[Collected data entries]
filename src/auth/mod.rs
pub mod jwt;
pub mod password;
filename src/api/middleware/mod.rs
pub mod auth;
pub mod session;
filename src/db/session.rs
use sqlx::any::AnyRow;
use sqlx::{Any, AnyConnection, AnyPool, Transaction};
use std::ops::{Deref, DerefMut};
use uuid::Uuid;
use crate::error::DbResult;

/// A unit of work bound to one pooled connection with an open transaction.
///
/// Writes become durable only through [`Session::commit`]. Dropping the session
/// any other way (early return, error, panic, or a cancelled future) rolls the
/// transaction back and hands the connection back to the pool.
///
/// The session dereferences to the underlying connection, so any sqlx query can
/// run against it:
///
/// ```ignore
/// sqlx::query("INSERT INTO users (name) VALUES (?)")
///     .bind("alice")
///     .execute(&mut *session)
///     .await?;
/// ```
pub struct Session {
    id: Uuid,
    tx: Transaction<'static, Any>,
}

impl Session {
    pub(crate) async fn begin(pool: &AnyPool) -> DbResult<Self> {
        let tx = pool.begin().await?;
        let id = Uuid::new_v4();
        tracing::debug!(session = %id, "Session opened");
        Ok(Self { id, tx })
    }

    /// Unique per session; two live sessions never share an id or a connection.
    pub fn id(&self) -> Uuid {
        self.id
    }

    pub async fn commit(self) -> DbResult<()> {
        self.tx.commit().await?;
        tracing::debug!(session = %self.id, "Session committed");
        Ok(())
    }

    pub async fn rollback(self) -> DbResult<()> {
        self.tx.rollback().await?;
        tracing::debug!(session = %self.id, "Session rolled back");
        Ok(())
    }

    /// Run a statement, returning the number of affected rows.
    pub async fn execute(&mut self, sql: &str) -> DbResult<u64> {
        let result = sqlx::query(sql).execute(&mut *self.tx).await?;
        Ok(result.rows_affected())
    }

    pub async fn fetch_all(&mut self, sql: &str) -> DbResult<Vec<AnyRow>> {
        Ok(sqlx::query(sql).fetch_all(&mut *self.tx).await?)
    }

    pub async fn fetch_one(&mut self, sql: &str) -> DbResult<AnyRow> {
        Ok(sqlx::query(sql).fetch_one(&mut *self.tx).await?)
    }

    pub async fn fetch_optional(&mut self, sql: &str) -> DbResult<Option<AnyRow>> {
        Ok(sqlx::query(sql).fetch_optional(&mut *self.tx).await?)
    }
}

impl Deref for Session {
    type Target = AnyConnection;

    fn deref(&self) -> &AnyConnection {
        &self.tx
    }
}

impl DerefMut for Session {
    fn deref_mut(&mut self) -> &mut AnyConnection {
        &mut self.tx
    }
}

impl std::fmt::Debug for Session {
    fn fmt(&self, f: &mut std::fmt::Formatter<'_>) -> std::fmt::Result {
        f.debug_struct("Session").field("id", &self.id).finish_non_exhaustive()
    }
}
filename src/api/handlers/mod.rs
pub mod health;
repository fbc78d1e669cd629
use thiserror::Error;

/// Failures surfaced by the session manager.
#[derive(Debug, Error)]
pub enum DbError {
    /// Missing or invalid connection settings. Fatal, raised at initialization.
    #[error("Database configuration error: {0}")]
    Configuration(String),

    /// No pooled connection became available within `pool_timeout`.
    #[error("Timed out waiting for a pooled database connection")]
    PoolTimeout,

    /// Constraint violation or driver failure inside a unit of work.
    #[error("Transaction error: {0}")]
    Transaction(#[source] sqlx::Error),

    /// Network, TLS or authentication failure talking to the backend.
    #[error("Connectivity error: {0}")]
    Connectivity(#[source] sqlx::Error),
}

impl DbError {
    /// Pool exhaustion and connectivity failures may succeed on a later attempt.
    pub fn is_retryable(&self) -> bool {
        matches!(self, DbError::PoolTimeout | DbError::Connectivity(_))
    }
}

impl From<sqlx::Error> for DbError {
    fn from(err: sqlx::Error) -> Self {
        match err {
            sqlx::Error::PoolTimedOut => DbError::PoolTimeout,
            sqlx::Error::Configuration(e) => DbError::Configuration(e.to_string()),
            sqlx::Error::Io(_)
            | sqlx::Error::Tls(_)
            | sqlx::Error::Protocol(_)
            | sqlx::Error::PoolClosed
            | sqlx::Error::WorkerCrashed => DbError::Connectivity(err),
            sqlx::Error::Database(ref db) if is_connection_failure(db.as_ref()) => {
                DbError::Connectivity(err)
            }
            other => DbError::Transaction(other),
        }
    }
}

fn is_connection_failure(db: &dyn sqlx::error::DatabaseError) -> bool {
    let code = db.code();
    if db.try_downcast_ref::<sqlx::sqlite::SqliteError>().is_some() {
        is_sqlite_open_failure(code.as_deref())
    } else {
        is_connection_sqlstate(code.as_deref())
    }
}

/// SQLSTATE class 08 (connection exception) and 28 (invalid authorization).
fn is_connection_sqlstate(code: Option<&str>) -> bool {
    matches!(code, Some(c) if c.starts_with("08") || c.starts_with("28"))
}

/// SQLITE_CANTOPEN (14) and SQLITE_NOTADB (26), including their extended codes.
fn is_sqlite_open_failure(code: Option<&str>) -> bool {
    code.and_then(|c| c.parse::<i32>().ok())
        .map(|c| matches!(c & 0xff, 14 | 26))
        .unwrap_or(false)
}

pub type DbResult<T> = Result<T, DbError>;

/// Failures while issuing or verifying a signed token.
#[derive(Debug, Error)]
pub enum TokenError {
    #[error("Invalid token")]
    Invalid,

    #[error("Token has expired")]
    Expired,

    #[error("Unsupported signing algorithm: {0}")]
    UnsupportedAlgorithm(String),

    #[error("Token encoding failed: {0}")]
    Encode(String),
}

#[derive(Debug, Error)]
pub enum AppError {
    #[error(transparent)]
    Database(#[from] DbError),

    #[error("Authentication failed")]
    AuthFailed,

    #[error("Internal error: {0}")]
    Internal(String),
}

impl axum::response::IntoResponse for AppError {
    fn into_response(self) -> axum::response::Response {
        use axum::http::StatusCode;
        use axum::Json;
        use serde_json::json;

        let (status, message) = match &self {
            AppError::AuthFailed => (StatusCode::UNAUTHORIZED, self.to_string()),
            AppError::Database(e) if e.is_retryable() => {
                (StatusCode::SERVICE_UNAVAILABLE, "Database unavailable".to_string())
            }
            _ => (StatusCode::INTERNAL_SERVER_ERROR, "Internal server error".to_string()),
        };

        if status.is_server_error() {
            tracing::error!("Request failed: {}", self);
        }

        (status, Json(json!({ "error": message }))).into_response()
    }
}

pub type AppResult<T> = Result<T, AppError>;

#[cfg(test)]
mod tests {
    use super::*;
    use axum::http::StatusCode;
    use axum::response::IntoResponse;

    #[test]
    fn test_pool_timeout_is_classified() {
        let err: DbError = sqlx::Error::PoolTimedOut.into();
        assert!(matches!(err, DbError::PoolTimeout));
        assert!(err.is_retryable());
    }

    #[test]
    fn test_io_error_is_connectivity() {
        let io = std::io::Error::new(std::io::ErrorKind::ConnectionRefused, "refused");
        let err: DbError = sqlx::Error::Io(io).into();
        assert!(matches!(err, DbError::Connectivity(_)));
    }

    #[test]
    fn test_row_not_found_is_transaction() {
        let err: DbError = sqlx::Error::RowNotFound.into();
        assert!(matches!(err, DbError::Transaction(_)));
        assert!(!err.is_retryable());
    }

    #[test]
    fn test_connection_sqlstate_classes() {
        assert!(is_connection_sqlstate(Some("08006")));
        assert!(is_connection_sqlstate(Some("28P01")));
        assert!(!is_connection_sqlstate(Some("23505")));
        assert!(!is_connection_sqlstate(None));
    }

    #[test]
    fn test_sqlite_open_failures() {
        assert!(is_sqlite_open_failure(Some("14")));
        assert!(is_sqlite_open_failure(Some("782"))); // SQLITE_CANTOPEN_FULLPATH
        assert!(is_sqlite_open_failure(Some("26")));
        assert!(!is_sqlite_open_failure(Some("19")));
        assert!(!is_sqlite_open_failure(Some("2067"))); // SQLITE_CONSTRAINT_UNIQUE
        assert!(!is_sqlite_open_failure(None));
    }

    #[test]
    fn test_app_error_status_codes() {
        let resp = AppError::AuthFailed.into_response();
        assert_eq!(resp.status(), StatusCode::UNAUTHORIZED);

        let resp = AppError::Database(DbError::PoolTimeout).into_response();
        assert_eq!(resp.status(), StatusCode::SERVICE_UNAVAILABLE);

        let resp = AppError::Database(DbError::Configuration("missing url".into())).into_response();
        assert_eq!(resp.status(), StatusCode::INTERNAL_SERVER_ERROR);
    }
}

--

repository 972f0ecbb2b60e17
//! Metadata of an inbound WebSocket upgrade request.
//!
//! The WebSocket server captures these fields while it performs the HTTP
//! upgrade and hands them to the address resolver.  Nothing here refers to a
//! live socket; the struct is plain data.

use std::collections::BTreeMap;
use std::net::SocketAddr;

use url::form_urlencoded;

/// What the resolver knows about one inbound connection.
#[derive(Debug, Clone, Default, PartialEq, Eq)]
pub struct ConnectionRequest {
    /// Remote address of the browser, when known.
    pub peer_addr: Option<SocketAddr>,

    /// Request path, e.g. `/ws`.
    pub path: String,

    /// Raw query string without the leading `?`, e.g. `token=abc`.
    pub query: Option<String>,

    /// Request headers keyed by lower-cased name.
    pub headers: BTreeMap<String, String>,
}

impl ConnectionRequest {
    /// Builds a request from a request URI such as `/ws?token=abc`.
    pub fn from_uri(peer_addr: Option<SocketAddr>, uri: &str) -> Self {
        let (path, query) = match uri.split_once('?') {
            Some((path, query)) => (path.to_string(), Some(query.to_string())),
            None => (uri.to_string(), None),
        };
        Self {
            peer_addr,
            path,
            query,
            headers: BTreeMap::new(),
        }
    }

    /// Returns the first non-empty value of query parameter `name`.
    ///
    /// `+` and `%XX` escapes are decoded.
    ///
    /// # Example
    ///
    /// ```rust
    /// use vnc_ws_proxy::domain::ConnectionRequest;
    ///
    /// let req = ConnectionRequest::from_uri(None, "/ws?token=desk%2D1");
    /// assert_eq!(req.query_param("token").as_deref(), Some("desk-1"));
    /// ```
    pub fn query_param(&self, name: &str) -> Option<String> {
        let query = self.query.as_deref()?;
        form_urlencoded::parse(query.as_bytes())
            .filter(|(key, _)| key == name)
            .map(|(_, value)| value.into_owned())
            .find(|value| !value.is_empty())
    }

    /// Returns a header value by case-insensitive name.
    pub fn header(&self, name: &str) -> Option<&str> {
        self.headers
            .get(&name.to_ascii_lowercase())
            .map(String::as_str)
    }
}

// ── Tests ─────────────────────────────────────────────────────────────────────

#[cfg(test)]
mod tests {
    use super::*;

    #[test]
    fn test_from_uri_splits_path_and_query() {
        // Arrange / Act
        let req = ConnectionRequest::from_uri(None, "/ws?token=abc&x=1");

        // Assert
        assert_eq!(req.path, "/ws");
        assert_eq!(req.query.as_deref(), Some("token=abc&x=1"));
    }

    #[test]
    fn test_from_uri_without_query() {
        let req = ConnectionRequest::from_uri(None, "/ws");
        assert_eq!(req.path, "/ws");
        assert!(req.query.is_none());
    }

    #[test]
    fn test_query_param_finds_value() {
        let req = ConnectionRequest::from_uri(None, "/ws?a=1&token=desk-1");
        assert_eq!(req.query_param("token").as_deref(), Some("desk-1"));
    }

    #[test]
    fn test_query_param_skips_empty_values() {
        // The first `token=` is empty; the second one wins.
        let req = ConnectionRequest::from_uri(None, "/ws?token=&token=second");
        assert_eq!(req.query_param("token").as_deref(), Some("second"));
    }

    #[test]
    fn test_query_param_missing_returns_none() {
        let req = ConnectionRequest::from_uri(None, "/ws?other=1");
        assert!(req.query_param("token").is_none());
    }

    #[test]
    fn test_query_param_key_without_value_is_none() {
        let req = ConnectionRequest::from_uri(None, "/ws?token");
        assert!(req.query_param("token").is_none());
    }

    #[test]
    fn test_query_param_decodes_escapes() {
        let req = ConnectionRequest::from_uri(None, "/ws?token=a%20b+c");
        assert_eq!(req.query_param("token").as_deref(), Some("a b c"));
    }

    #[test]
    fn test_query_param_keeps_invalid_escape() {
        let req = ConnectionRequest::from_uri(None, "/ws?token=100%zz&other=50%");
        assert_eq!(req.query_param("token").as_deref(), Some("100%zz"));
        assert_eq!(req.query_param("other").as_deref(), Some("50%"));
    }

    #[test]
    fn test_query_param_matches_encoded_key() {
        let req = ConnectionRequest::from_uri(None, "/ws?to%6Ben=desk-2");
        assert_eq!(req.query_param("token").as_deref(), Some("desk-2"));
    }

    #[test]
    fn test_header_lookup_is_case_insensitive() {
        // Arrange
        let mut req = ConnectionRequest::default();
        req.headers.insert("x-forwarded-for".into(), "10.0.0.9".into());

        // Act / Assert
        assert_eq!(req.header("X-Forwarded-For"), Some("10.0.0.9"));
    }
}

...

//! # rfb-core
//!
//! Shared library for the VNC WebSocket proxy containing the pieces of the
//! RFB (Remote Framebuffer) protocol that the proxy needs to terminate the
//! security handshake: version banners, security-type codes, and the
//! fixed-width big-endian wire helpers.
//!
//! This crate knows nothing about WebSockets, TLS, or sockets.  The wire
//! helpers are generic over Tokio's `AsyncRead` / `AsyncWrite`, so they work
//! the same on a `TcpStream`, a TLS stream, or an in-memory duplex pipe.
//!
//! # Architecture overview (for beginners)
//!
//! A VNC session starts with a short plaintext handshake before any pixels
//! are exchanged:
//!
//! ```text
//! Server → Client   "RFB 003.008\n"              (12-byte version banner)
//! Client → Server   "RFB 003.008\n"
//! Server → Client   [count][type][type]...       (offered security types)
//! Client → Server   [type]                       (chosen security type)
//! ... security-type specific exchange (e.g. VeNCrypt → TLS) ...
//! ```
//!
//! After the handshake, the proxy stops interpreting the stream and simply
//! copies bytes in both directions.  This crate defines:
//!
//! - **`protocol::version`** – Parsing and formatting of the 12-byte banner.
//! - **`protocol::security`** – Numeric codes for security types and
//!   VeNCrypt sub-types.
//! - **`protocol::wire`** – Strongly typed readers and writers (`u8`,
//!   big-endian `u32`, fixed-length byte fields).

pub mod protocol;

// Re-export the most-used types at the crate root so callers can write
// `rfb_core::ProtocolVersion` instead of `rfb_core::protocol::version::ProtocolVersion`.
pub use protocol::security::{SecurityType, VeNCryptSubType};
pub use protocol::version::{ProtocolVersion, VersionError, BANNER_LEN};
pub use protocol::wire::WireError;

#### Task objective:
Starting at the line that has "filename src/auth/mod.rs" in the records above, restate word for word every line until the one that has "Dropping the session", and include that one as well.

#### Response to this exercise:
filename src/auth/mod.rs
pub mod jwt;
pub mod password;
filename src/api/middleware/mod.rs
pub mod auth;
pub mod session;
filename src/db/session.rs
use sqlx::any::AnyRow;
use sqlx::{Any, AnyConnection, AnyPool, Transaction};
use std::ops::{Deref, DerefMut};
use uuid::Uuid;
use crate::error::DbResult;

/// A unit of work bound to one pooled connection with an open transaction.
///
/// Writes become durable only through [`Session::commit`]. Dropping the session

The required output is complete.